*** Source information ***

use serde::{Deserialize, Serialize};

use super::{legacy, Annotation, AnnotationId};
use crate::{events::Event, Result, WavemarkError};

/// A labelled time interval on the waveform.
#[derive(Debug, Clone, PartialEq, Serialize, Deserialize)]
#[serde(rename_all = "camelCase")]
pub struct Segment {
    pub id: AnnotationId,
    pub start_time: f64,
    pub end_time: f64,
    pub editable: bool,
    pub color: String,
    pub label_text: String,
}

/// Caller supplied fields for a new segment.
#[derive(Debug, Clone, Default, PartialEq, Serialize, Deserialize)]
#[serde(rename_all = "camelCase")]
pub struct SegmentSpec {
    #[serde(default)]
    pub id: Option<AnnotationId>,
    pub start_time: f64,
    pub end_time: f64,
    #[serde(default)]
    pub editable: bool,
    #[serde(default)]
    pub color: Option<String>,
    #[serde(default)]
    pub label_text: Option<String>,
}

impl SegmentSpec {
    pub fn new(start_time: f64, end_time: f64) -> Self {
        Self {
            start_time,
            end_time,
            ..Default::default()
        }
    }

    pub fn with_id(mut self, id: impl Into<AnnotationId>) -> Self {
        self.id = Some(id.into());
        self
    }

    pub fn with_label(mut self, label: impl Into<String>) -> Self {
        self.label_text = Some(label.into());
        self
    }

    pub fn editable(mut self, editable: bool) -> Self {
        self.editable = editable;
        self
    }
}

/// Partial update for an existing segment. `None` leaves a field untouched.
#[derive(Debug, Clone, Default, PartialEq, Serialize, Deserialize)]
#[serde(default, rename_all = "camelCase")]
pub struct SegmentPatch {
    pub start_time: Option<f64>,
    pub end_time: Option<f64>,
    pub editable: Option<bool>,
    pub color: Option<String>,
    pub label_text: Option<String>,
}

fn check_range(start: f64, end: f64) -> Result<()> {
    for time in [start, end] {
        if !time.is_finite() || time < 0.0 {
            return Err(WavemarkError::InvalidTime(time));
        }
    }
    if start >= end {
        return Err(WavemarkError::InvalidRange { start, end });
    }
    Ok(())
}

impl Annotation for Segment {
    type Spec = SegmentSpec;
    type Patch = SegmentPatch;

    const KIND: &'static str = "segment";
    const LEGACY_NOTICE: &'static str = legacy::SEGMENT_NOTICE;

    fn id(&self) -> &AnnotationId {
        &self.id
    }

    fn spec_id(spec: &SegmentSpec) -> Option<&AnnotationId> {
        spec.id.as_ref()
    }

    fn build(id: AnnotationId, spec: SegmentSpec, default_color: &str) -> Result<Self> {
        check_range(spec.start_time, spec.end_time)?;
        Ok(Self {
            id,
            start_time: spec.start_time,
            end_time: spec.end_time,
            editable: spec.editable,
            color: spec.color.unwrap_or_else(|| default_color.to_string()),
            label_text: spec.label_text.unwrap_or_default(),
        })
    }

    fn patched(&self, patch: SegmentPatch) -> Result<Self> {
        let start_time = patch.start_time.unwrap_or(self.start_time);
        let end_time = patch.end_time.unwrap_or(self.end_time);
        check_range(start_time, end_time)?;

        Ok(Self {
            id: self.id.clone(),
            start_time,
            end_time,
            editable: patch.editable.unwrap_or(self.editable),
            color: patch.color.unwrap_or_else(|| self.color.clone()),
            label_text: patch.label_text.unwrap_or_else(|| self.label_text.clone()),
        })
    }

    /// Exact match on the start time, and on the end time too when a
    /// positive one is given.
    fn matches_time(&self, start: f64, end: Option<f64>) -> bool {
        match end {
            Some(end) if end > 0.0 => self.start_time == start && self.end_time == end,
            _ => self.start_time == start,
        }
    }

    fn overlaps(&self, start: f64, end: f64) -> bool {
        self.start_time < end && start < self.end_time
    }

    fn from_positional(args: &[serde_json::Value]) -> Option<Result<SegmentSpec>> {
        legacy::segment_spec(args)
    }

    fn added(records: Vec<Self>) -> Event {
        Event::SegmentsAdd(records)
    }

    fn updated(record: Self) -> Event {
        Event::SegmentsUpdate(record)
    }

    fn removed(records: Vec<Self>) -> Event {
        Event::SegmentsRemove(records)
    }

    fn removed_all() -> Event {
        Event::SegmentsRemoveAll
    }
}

***
*** Source information ***

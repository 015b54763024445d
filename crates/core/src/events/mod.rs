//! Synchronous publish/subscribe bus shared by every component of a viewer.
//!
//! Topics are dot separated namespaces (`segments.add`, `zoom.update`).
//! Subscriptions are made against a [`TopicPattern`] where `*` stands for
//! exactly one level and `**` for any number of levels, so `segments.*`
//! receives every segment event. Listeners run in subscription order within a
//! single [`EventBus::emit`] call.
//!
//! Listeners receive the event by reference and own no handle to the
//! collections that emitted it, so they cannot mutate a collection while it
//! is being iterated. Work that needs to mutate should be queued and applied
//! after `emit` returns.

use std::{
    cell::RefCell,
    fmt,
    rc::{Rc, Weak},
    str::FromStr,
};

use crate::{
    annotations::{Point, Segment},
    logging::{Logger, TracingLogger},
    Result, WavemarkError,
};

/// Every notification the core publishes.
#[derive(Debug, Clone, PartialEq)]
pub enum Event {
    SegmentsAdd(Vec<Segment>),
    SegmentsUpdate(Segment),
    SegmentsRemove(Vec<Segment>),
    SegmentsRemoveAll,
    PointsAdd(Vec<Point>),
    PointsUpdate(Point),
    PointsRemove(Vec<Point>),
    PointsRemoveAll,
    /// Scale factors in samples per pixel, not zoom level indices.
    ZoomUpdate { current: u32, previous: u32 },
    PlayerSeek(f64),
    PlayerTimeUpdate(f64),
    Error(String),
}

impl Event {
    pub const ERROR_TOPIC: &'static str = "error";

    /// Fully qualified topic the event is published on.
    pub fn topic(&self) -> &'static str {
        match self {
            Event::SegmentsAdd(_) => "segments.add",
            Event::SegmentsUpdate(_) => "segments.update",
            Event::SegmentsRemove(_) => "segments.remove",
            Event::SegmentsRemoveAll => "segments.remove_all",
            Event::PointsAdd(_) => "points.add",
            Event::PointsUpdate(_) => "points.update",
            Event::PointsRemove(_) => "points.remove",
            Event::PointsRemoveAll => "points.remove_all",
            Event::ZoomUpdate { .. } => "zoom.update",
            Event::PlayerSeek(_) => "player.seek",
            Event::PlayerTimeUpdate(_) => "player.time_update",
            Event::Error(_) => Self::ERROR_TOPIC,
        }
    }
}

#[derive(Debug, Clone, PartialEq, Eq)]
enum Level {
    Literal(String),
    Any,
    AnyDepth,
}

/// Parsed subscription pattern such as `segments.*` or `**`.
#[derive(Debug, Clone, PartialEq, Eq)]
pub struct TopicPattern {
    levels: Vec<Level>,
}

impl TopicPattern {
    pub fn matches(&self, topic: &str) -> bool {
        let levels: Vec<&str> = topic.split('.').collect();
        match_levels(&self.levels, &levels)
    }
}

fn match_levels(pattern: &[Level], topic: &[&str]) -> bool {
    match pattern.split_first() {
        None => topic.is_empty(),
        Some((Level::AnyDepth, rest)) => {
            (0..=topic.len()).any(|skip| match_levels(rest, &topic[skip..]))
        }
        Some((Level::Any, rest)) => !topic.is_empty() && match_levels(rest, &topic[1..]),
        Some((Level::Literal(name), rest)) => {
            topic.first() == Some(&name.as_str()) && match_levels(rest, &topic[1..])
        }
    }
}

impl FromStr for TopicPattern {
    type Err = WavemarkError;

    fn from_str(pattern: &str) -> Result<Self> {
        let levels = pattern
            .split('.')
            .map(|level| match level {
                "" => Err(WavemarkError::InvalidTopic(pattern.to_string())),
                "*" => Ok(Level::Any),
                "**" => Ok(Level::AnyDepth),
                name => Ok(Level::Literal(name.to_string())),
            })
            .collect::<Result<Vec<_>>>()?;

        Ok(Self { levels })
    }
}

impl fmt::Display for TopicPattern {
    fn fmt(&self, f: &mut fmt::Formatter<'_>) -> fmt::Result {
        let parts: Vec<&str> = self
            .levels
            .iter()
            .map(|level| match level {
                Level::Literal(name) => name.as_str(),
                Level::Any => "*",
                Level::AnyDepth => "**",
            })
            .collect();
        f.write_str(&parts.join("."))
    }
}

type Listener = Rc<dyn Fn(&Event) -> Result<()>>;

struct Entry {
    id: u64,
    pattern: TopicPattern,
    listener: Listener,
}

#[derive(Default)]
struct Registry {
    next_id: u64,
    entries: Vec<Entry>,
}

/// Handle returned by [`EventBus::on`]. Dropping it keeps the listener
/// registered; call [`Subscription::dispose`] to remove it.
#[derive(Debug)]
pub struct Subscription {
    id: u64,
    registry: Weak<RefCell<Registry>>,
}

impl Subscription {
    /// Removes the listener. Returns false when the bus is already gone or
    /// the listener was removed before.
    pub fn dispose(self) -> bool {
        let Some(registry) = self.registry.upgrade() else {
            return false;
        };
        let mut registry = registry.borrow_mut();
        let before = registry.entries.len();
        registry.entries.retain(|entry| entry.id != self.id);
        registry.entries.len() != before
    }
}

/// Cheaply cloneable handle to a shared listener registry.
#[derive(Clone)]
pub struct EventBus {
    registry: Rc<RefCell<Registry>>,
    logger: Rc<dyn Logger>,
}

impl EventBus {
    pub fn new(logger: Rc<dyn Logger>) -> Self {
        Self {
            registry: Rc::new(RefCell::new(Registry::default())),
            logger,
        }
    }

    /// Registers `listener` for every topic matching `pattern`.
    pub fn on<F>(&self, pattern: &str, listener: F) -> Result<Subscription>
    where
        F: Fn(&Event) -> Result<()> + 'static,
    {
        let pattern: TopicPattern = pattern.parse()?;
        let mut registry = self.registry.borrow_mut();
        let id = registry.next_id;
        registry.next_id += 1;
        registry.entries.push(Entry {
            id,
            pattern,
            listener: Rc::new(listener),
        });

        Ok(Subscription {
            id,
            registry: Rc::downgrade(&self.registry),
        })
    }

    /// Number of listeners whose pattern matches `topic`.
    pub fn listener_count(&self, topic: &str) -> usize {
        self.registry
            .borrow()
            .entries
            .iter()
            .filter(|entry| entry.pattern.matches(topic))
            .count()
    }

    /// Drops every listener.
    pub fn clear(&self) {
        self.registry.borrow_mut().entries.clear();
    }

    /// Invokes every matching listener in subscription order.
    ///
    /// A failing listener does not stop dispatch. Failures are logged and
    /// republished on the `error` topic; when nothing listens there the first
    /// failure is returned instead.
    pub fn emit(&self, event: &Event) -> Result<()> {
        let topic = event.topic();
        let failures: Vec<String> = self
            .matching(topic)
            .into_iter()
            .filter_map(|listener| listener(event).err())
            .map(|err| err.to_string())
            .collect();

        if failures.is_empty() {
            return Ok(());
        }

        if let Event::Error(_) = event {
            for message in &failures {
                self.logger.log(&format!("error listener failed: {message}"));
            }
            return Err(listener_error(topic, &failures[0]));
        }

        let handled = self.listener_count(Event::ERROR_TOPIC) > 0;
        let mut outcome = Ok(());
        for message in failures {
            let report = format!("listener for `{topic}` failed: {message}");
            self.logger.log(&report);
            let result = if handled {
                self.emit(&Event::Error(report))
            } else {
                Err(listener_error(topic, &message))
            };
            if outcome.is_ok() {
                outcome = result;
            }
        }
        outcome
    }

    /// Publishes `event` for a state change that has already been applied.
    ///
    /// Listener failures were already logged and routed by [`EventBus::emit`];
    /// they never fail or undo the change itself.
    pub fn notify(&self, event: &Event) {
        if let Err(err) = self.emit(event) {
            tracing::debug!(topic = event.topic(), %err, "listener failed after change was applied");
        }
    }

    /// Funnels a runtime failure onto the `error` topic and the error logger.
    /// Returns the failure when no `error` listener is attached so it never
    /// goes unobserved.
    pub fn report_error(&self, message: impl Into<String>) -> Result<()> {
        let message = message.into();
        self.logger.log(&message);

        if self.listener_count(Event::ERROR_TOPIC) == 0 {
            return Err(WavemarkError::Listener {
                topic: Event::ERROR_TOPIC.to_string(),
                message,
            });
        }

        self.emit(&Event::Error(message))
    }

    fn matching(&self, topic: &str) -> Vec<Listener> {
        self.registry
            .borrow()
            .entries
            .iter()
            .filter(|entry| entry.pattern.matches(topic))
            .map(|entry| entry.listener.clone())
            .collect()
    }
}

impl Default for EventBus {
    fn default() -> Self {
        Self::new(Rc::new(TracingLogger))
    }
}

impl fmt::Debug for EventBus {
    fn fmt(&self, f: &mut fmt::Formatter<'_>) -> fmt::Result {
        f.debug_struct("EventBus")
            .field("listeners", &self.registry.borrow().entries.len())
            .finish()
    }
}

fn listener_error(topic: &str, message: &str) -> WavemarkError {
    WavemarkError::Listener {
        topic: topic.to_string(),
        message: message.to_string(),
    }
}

***

What to produce: Which lines above run from the one containing "pub fn dispose(self)" down to the one containing "let before = registry.entries.len();"? Repeat exactly those, both ends included, and nothing else.

Your solution:
    pub fn dispose(self) -> bool {
        let Some(registry) = self.registry.upgrade() else {
            return false;
        };
        let mut registry = registry.borrow_mut();
        let before = registry.entries.len();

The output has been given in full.